Sunday, September 30, 2012

DOUBLE REVIEW: Frank Rosaly

This is something of a long-awaited celebration for me; after years of not finding any active free jazz and free improvisation musicians outside of Scandinavia and Ken Vandermark, who himself is connected to the Scandinavian scene at the hip, Utech this year (aside from giving me some top-notch Scandinavian work) shoved my face into the continuously active Chicago scene, right at my doorstep.

Best face-shoving ever.

We'll take a shot at these records in chronological order; though now that I've tapped into the stream (which only takes a few moments at Frank Rosaly's blog and a visit to Heaven Gallery on a Saturday), there will be more coming.

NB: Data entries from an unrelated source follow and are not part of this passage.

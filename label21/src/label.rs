//!
//! # Label Assignment
//!
//! Three numbering strategies over [InstanceRecord]s:
//!
//! * [row_col]: `"{row}-{col}"` from threshold-merged Y and X clusters
//! * [sequential]: zero-padded indices in bucketed reading order
//! * [grid_offset]: `"(dx,dy)"` relative to the instance nearest the array's mean position
//!

// Crates.io
use serde::{Deserialize, Serialize};
use tracing::debug;

// Local imports
use crate::cluster::ClusterSet;
use crate::locate::InstanceRecord;
use crate::raw::{LayoutError, LayoutResult, Point};
use crate::utils::enumstr;

enumstr!(
    /// # Numbering Modes for Lens Arrays
    NumberingMode {
        RowCol: "row_col",
        Sequential: "sequential",
    }
);
impl Default for NumberingMode {
    fn default() -> Self {
        Self::RowCol
    }
}

enumstr!(
    /// # Sequential-Numbering Direction
    /// Names the axis bucketed first.
    SortDir {
        YFirst: "y_first",
        XFirst: "x_first",
    }
);
impl Default for SortDir {
    fn default() -> Self {
        Self::YFirst
    }
}

/// Decimal places used by [grid_offset] clustering
pub const GRID_DIGITS: u32 = 3;
/// Average glyph width-to-height ratio assumed by [fit_text_size]
pub const CHAR_ASPECT: f64 = 0.6;

fn ensure_some(records: &[InstanceRecord]) -> LayoutResult<()> {
    if records.is_empty() {
        return Err(LayoutError::not_found("No instances to number"));
    }
    Ok(())
}

/// Label each record `"{row}-{col}"`, both 1-based from the bottom-left.
///
/// Rows and columns are threshold-merged clusters of position Y and X values, with tolerance `tol`.
/// Labels depend only on the set of positions, not on the order of `records`.
pub fn row_col(records: &mut [InstanceRecord], tol: f64) -> LayoutResult<()> {
    ensure_some(records)?;
    let xs: Vec<f64> = records.iter().map(|r| r.position.x).collect();
    let ys: Vec<f64> = records.iter().map(|r| r.position.y).collect();
    let cols = ClusterSet::threshold(&xs, tol)?;
    let rows = ClusterSet::threshold(&ys, tol)?;
    debug!(rows = rows.len(), cols = cols.len(), "row-column grid");

    for rec in records.iter_mut() {
        // Every value is within tolerance of the cluster built from it
        let row = rows.index_of(rec.position.y).ok_or_else(|| {
            LayoutError::msg(format!("Y {} outside all row clusters", rec.position.y))
        })?;
        let col = cols.index_of(rec.position.x).ok_or_else(|| {
            LayoutError::msg(format!("X {} outside all column clusters", rec.position.x))
        })?;
        rec.label = format!("{}-{}", row + 1, col + 1);
    }
    Ok(())
}

/// Integer bucket of `v` at spacing `tol`. Ties round to even.
fn bucket(v: f64, tol: f64) -> f64 {
    (v / tol).round_ties_even() + 0.0
}

/// Sort `records` into reading order and label them `1..=N`, zero-padded to `width` digits.
///
/// The sort key is the bucket of the primary coordinate (Y for [SortDir::YFirst], X otherwise),
/// then the other coordinate, both ascending. The sort is stable.
pub fn sequential(
    records: &mut [InstanceRecord],
    tol: f64,
    dir: SortDir,
    width: usize,
) -> LayoutResult<()> {
    ensure_some(records)?;
    if !(tol.is_finite() && tol > 0.) {
        return Err(LayoutError::invalid(format!(
            "Sequential numbering tolerance must be positive, got {}",
            tol
        )));
    }
    let key = |p: &Point| match dir {
        SortDir::YFirst => (bucket(p.y, tol), p.x),
        SortDir::XFirst => (bucket(p.x, tol), p.y),
    };
    records.sort_by(|a, b| {
        let (ka, kb) = (key(&a.position), key(&b.position));
        ka.0.total_cmp(&kb.0).then(ka.1.total_cmp(&kb.1))
    });
    for (idx, rec) in records.iter_mut().enumerate() {
        rec.label = format!("{:0width$}", idx + 1, width = width);
    }
    Ok(())
}

/// Label each record `"(dx,dy)"`, its grid offset from the center instance.
///
/// The center is the record whose position is nearest the mean of all positions,
/// the first such record on ties. Grid lines are the distinct positions rounded to
/// [GRID_DIGITS] decimals. Returns the index of the center record.
pub fn grid_offset(records: &mut [InstanceRecord]) -> LayoutResult<usize> {
    ensure_some(records)?;
    let n = records.len() as f64;
    let sum = records
        .iter()
        .fold(Point::default(), |acc, r| acc.shift(&r.position));
    let mean = sum.scale(1. / n);

    let mut center = 0;
    let mut best = f64::INFINITY;
    for (idx, rec) in records.iter().enumerate() {
        let d = rec.position.dist2(&mean);
        if d < best {
            best = d;
            center = idx;
        }
    }

    let xs: Vec<f64> = records.iter().map(|r| r.position.x).collect();
    let ys: Vec<f64> = records.iter().map(|r| r.position.y).collect();
    let gx = ClusterSet::rounded(&xs, GRID_DIGITS)?;
    let gy = ClusterSet::rounded(&ys, GRID_DIGITS)?;
    let grid_index = |p: &Point| -> LayoutResult<(isize, isize)> {
        let ix = gx
            .index_of(p.x)
            .ok_or_else(|| LayoutError::msg(format!("X {} off grid", p.x)))?;
        let iy = gy
            .index_of(p.y)
            .ok_or_else(|| LayoutError::msg(format!("Y {} off grid", p.y)))?;
        Ok((ix as isize, iy as isize))
    };
    let (cx, cy) = grid_index(&records[center].position)?;
    debug!(
        center = records[center].index,
        cols = gx.len(),
        rows = gy.len(),
        "grid-offset center"
    );
    for rec in records.iter_mut() {
        let (ix, iy) = grid_index(&rec.position)?;
        rec.label = format!("({},{})", ix - cx, iy - cy);
    }
    Ok(center)
}

/// Text size fitting `label` within an `area_w` by `area_h` budget, scaled by `magnification`
pub fn fit_text_size(label: &str, area_w: f64, area_h: f64, magnification: f64) -> f64 {
    let chars = label.chars().count().max(1) as f64;
    (area_h * 0.9).min(area_w * 0.9 / (chars * CHAR_ASPECT)) * magnification
}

Frank Rosaly and Dave Rempis - "Cyrillic" (2010) [482 Records]

I'm a sucker for saxophone and drums duos, which I'm sure has nothing to do with me playing both. They're both wildly flexible instruments, and Rosaly and Rempis here add a solid hour to the infinite spectrum of what the combination is capable without even deviating from a common reference point enough to unbalance the record's coherence.

"Cyrillic" is a fitting addition to the free jazz library; Rempis flows everywhere from sentimental flowing melodies that would make Ornette proud ("Thief of Sleep"), through motif-driven spurts, to the kind of screaming, agile chaos that is the hallmark of saxophone in the "New Music" ("How to Cross When Bridges Are Out"). Rosaly, meanwhile, works everywhere from a drummer-friendly progressive polyrhythmic groove ("Antiphonos"), old-school post-bop drumming ("In Plain Sight"), and constantly births wild rhythmic and timbral inventiveness--unusual metallic ringing, rolling chaos, scattered bursts--everything.

Frank Rosaly - "Centering and Displacement" (2012) [Utech Records]

"Centering and Displacement" is another creature altogether. Rosaly here is working as a percussionist only secondarily; the primary artwork is the concrete result of composition with recorded percussion. More in keeping with Utech's patterns of releases, "Centering and Displacement" is a distinctive work that creates its own style.

Rosaly worked in this case based on chance arrangements (an appropriate next step for improvised material), organizing spatial and time organization as well as electronic manipulation. The result is hypnotic and constantly enlightening, perhaps closest to Haptic's "Scilens" that found anchor among my favorite works of 2011. This is the sort of thing that appeals to fans of contemporary music and ritual music alike; complexity and difference combining to create an intense atmosphere.

Two more records for the "go out and buy this" list. New tab, rosaly cyrillic, new tab, rosaly utech, paypal, buy. Shoo.